━━━━━ INPUT FOR THIS TASK
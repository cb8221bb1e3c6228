//! `check`: load the corporation, evaluate every alert and post the digest.

use std::io::Write;
use std::sync::Arc;

use chrono::{DateTime, Utc};
use tracing::{error, info, warn};

use structure_core::{Digest, ReportOptions, check_starbase, evaluate};
use structure_esi::{CorporationSnapshot, EsiApi, SnapshotLoader};
use structure_notify::{LogChannel, Notification, NotificationChannel, WebhookChannel};

use crate::cli::CheckArgs;
use crate::config::Config;
use crate::error::BotError;
use crate::output::{CheckOutcome, OutputFormat};

/// Builds the digest for a loaded snapshot.
///
/// Missing assets add the warning banner and switch off ozone and core
/// lines. A structure that cannot be assembled becomes an error line
/// rather than failing the run. A missing fuel attribute adds an error
/// line next to the structure's alerts.
#[must_use]
pub fn build_digest(
    snapshot: &CorporationSnapshot,
    now: DateTime<Utc>,
    config: &Config,
    options: ReportOptions,
) -> Digest {
    let mut digest = Digest::new(snapshot.corporation_name.clone());
    let mut options = options;
    if let Some(reason) = snapshot.assets_error() {
        digest.push_assets_unavailable(reason);
        options = options.without_assets();
    }

    for (structure_id, structure) in snapshot.structures(&config.fuel_bonus) {
        match structure.map(|s| evaluate(&s, now, &config.thresholds)) {
            Ok(report) => {
                if let Some(err) = report.fuel_rate_error() {
                    warn!(structure_id, error = %err, "fuel rate unavailable");
                    digest.push_error(format!("Structure {structure_id}: {err}"));
                }
                digest.push_report(&report, &options);
            }
            Err(err) => {
                warn!(structure_id, error = %err, "failed to assemble structure");
                digest.push_error(format!("Structure {structure_id}: {err}"));
            }
        }
    }

    if !config.ignore_pos {
        for starbase in &snapshot.starbases {
            let in_sovereignty = snapshot.in_sovereignty(starbase.system_id);
            for message in check_starbase(starbase, in_sovereignty, &config.thresholds, &config.tower_fuel) {
                digest.push_message(message);
            }
        }
    }
    digest
}

/// Hands the digest to a channel, returning the channel name.
///
/// # Errors
///
/// Returns an error if the channel rejects the notification.
pub async fn deliver<N: NotificationChannel>(channel: &N, digest: &Digest) -> Result<String, BotError> {
    let result = channel.send(&Notification::new(digest.lines())).await?;
    Ok(result.channel)
}

/// Check command executor.
pub struct CheckCommand<'a, C> {
    config: &'a Config,
    client: Arc<C>,
}

impl<'a, C: EsiApi> CheckCommand<'a, C> {
    /// Create a new check command.
    #[must_use]
    pub const fn new(config: &'a Config, client: Arc<C>) -> Self {
        Self { config, client }
    }

    /// Loads the corporation and builds its digest.
    ///
    /// A load failure becomes the digest's only message, unless debug is
    /// on, in which case it is returned.
    ///
    /// # Errors
    ///
    /// Returns the load error when debug is on.
    pub async fn digest(&self, args: &CheckArgs, now: DateTime<Utc>) -> Result<Digest, BotError> {
        let loader = SnapshotLoader::new(Arc::clone(&self.client), self.config.esi.concurrency)
            .with_starbases(!self.config.ignore_pos);
        match loader.load(&self.config.corporation).await {
            Ok(snapshot) => Ok(build_digest(&snapshot, now, self.config, args.report_options())),
            Err(err) if self.config.debug => Err(err.into()),
            Err(err) => {
                error!(corporation = %self.config.corporation, error = %err, "failed to load corporation");
                let mut digest = Digest::new(self.config.corporation.clone());
                digest.push_message(err.to_string());
                Ok(digest)
            }
        }
    }

    /// Execute the check command.
    ///
    /// # Errors
    ///
    /// Returns an error if delivery or output fails.
    pub async fn execute<W: Write>(
        &self,
        writer: &mut W,
        format: &OutputFormat,
        args: &CheckArgs,
    ) -> Result<(), BotError> {
        let digest = self.digest(args, Utc::now()).await?;

        let delivered_to = if digest.is_empty() {
            info!(corporation = %self.config.corporation, "nothing to report");
            None
        } else if args.dry_run {
            Some(deliver(&LogChannel::default(), &digest).await?)
        } else {
            let webhook = self.config.webhook.clone().ok_or_else(|| {
                BotError::Config("OUTBOUND_WEBHOOK is required unless --dry-run is given".to_string())
            })?;
            Some(deliver(&WebhookChannel::new(webhook)?, &digest).await?)
        };

        let outcome = CheckOutcome {
            corporation: self.config.corporation.clone(),
            messages: digest.messages().len(),
            errors: digest.errors().len(),
            delivered_to,
            lines: if digest.is_empty() { Vec::new() } else { digest.lines() },
        };
        format.write(writer, &outcome)
    }
}

#[cfg(test)]
mod tests {
    use super::*;
    use crate::cli::Format;
    use crate::commands::fixtures::{self, ALLIANCE};
    use chrono::TimeZone;
    use structure_core::StructureState;
    use structure_core::report::ASSETS_UNAVAILABLE_BANNER;
    use structure_esi::FakeEsi;
    use structure_esi::models::SovereigntyEntry;

    async fn digest_for(fake: FakeEsi, config: &Config, args: &CheckArgs) -> Result<Digest, BotError> {
        CheckCommand::new(config, Arc::new(fake)).digest(args, fixtures::now()).await
    }

    mod digest_tests {
        use super::*;

        #[tokio::test]
        async fn full_digest() {
            let config = fixtures::config();
            let digest = digest_for(fixtures::fake(true), &config, &CheckArgs::default()).await.unwrap();

            assert!(digest.errors().is_empty());
            assert_eq!(
                digest.lines(),
                vec![
                    "Upcoming Test Corp Structure Maintenance Tasks".to_string(),
                    "Amarr VIII - Moon 1 has 0.1 days of fuel".to_string(),
                    format!("Found an inaccessible citadel ({}) in Jita", fixtures::HIDDEN),
                    "Jita - Factory\nNo core installed".to_string(),
                ]
            );
        }

        #[tokio::test]
        async fn suppressed_core_state() {
            let config = fixtures::config();
            let args = CheckArgs {
                suppress_core_state: true,
                ..CheckArgs::default()
            };
            let digest = digest_for(fixtures::fake(true), &config, &args).await.unwrap();
            assert!(!digest.text().contains("No core installed"));
        }

        #[tokio::test]
        async fn ignore_pos_skips_starbases() {
            let mut config = fixtures::config();
            config.ignore_pos = true;
            let fake = Arc::new(fixtures::fake(true));
            let digest = CheckCommand::new(&config, Arc::clone(&fake))
                .digest(&CheckArgs::default(), fixtures::now())
                .await
                .unwrap();

            assert!(!digest.text().contains("Moon 1"));
            assert_eq!(fake.calls("corporation_starbases"), 0);
        }

        #[tokio::test]
        async fn asset_failure_adds_banner() {
            let config = fixtures::config();
            let digest = digest_for(fixtures::fake(false), &config, &CheckArgs::default()).await.unwrap();

            assert_eq!(digest.errors().len(), 4);
            assert!(digest.errors()[0].contains("503"));
            assert_eq!(digest.errors()[1..], ASSETS_UNAVAILABLE_BANNER.map(String::from));
            assert!(!digest.text().contains("No core installed"));
            assert!(digest.lines()[4].starts_with("Upcoming Test Corp"));
        }

        #[tokio::test]
        async fn outside_sovereignty_burns_full_rate() {
            let config = fixtures::config();
            let mut fake = fixtures::fake(true);
            fake.sovereignty = vec![SovereigntyEntry {
                system_id: fixtures::AMARR,
                alliance_id: Some(ALLIANCE + 1),
                corporation_id: None,
                faction_id: None,
            }];
            let digest = digest_for(fake, &config, &CheckArgs::default()).await.unwrap();
            // 100 blocks at 40/h
            assert!(digest.text().contains("Amarr VIII - Moon 1 has 0.1 days of fuel"));
        }

        #[tokio::test]
        async fn load_failure_becomes_message() {
            let mut config = fixtures::config();
            config.corporation = "Nobody".to_string();
            let digest = digest_for(fixtures::fake(true), &config, &CheckArgs::default()).await.unwrap();

            assert_eq!(digest.messages().len(), 1);
            assert!(digest.messages()[0].contains("Nobody"));
            assert_eq!(digest.header(), "Upcoming Nobody Structure Maintenance Tasks");
        }

        #[tokio::test]
        async fn load_failure_propagates_in_debug() {
            let mut config = fixtures::config();
            config.corporation = "Nobody".to_string();
            config.debug = true;
            let err = digest_for(fixtures::fake(true), &config, &CheckArgs::default()).await.unwrap_err();
            assert!(matches!(err, BotError::Esi(_)));
        }

        #[tokio::test]
        async fn module_without_fuel_attribute_keeps_alerts() {
            let config = fixtures::config();
            let mut fake = fixtures::fake(true);
            if let Some(plant) = fake.types.get_mut(&fixtures::PLANT) {
                plant.dogma_attributes.clear();
            }
            if let Some(records) = fake.structures.get_mut(&fixtures::CORP) {
                records[0].state = StructureState::HullReinforce;
                records[0].state_timer_end = Some(Utc.with_ymd_and_hms(2024, 5, 2, 18, 0, 0).unwrap());
            }
            let digest = digest_for(fake, &config, &CheckArgs::default()).await.unwrap();

            assert_eq!(
                digest.errors(),
                [format!(
                    "Structure {}: service module Standup Manufacturing Plant I ({}) has no fuel consumption attribute",
                    fixtures::RAITARU,
                    fixtures::PLANT
                )]
            );
            assert!(digest.text().contains("Jita - Factory\nHull Reinforce until 2024-05-02 18:00 UTC\nNo core installed"));
            assert!(digest.text().contains("inaccessible citadel"));
        }
    }

    mod execute_tests {
        use super::*;

        #[tokio::test]
        async fn dry_run_reports_log_channel() {
            let config = fixtures::config();
            let cmd = CheckCommand::new(&config, Arc::new(fixtures::fake(true)));
            let args = CheckArgs {
                dry_run: true,
                ..CheckArgs::default()
            };
            let mut buf = Vec::new();
            cmd.execute(&mut buf, &OutputFormat::new(Format::Json), &args).await.unwrap();

            let value: serde_json::Value = serde_json::from_slice(&buf).unwrap();
            assert_eq!(value["corporation"], "Test Corp");
            assert_eq!(value["delivered_to"], "log");
            assert_eq!(value["messages"], 3);
            assert_eq!(value["lines"][0], "Upcoming Test Corp Structure Maintenance Tasks");
        }

        #[tokio::test]
        async fn missing_webhook_is_a_config_error() {
            let config = fixtures::config();
            let cmd = CheckCommand::new(&config, Arc::new(fixtures::fake(true)));
            let mut buf = Vec::new();
            let err = cmd
                .execute(&mut buf, &OutputFormat::default(), &CheckArgs::default())
                .await
                .unwrap_err();
            assert!(matches!(err, BotError::Config(_)));
            assert!(buf.is_empty());
        }

        #[tokio::test]
        async fn deliver_uses_channel_name() {
            let mut digest = Digest::new("Test Corp");
            digest.push_message("Jita - Factory\nNo core installed");
            let channel = LogChannel::new("stdout");
            assert_eq!(deliver(&channel, &digest).await.unwrap(), "stdout");
        }
    }
}
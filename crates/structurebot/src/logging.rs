//! Tracing subscriber setup.

use tracing_subscriber::layer::SubscriberExt;
use tracing_subscriber::util::SubscriberInitExt;
use tracing_subscriber::{EnvFilter, fmt};

use crate::cli::LogFormat;
use crate::error::BotError;

const DEBUG_DIRECTIVES: &str =
    "info,structurebot=debug,structure_core=debug,structure_esi=debug,structure_notify=debug";

/// Default filter directives; `RUST_LOG` overrides them.
#[must_use]
pub const fn default_directives(debug: bool) -> &'static str {
    if debug { DEBUG_DIRECTIVES } else { "warn" }
}

/// Builds the filter from `RUST_LOG`, falling back to the defaults.
#[must_use]
pub fn env_filter(debug: bool) -> EnvFilter {
    EnvFilter::try_from_default_env().unwrap_or_else(|_| EnvFilter::new(default_directives(debug)))
}

/// Installs the global subscriber, writing to stderr.
///
/// # Errors
///
/// Returns an error if a global subscriber is already set.
pub fn init(debug: bool, format: LogFormat) -> Result<(), BotError> {
    let registry = tracing_subscriber::registry().with(env_filter(debug));
    let result = match format {
        LogFormat::Text => registry.with(fmt::layer().with_writer(std::io::stderr)).try_init(),
        LogFormat::Json => registry
            .with(fmt::layer().json().with_writer(std::io::stderr))
            .try_init(),
    };
    result.map_err(|e| BotError::Config(format!("failed to initialise logging: {e}")))
}

#[cfg(test)]
mod tests {
    use super::*;

    #[test]
    fn quiet_by_default() {
        assert_eq!(default_directives(false), "warn");
    }

    #[test]
    fn debug_raises_workspace_crates() {
        let directives = default_directives(true);
        assert!(directives.starts_with("info,"));
        assert!(directives.contains("structure_esi=debug"));
        assert!(EnvFilter::try_new(directives).is_ok());
    }
}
━━━━━━━━━━
**WORK INSTRUCTIONS:** Copy out each line of the records where the string "BotError" appears.

**RESULT OF THIS TASK:**
use crate::error::BotError;
pub async fn deliver<N: NotificationChannel>(channel: &N, digest: &Digest) -> Result<String, BotError> {
    pub async fn digest(&self, args: &CheckArgs, now: DateTime<Utc>) -> Result<Digest, BotError> {
    ) -> Result<(), BotError> {
                BotError::Config("OUTBOUND_WEBHOOK is required unless --dry-run is given".to_string())
    async fn digest_for(fake: FakeEsi, config: &Config, args: &CheckArgs) -> Result<Digest, BotError> {
            assert!(matches!(err, BotError::Esi(_)));
            assert!(matches!(err, BotError::Config(_)));
use crate::error::BotError;
pub fn init(debug: bool, format: LogFormat) -> Result<(), BotError> {
    result.map_err(|e| BotError::Config(format!("failed to initialise logging: {e}")))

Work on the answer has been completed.